III. It turns emerges from the pupa as a butterfly or moth and is sexually mature and can reproduce

From egg to butterfly click here 
and here

 


FROG/TOAD’S DEVLOPMENT:

i. An egg develops, and hatches into a tadpole
ii. Tadpole eats until it has stored enough energy and is large enough
iii. Then its body undergoes metamorphosis into a frog/toad.
- Tadpole doesn’t hibernate or stop eating during this period, but it loses its gills and the tail is gradually reabsorbed into the body. When metamorphosis is complete it is sexually mature.   

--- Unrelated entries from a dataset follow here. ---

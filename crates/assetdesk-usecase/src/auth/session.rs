//! Session - The account currently signed in
//!
//! A session only ever holds an account that passed authentication; the
//! sign-in path lives in `AccountService::login`.

use assetdesk_domain::model::account::Account;

#[derive(Debug, Clone, Default)]
pub struct Session {
    account: Option<Account>,
}

impl Session {
    pub fn new() -> Self {
        Self::default()
    }

    pub(crate) fn sign_in(&mut self, account: Account) {
        self.account = Some(account);
    }

    /// Forget the signed-in account
    pub fn logout(&mut self) {
        self.account = None;
    }

    pub fn current(&self) -> Option<&Account> {
        self.account.as_ref()
    }

    pub fn is_authenticated(&self) -> bool {
        self.account.is_some()
    }

    pub fn is_admin(&self) -> bool {
        self.account.as_ref().is_some_and(Account::is_admin)
    }

    /// Pick up changes to the signed-in account, such as a promotion
    pub(crate) fn refresh(&mut self, account: &Account) {
        if let Some(current) = &mut self.account {
            if current.id().is_some() && current.id() == account.id() {
                *current = account.clone();
            }
        }
    }
}

#[cfg(test)]
mod tests {
    use super::*;
    use assetdesk_domain::model::account::PasswordHash;
    use assetdesk_domain::model::ids::AccountId;

    fn account(id: u64) -> Account {
        Account::new("ada@example.com", PasswordHash::from_phc("$argon2id$stub"))
            .unwrap()
            .with_id(AccountId::new(id))
    }

    #[test]
    fn test_new_session_is_anonymous() {
        let session = Session::new();
        assert!(!session.is_authenticated());
        assert!(!session.is_admin());
        assert!(session.current().is_none());
    }

    #[test]
    fn test_logout_clears_account() {
        let mut session = Session::new();
        session.sign_in(account(1));
        assert_eq!(session.current().unwrap().id(), Some(AccountId::new(1)));

        session.logout();
        assert!(!session.is_authenticated());
    }

    #[test]
    fn test_refresh_ignores_other_accounts() {
        let mut session = Session::new();
        session.sign_in(account(1));

        let other = account(2);
        session.refresh(&other);

        assert_eq!(session.current().unwrap().id(), Some(AccountId::new(1)));
    }
}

click here to see metamorphosis
 


 
C. ELEGANS: APOPTOSIS

1. Of the 5,000 best-known human genes 75 percent have matches in the C. Elegans, a tiny worm.

2. It has only 959 cells yet reproduces, grows into a mature adult, eats, excretes and dies with many of the cellular interactions of other animals.

3. The genes that are shared are “core” genes like those in mitochondria that make ATP, Cytochrome C, Ubiquinone, ATPase, etc.

4. The genes that direct DNA synthesis, DNA replication, cell division, all the “housekeeping” duties that EVERY cell has to perform.

5. What is most interesting is APOPTOSIS or programmed cell death is found in C. Elegans.  In other words, some cells are genetically programmed to die off.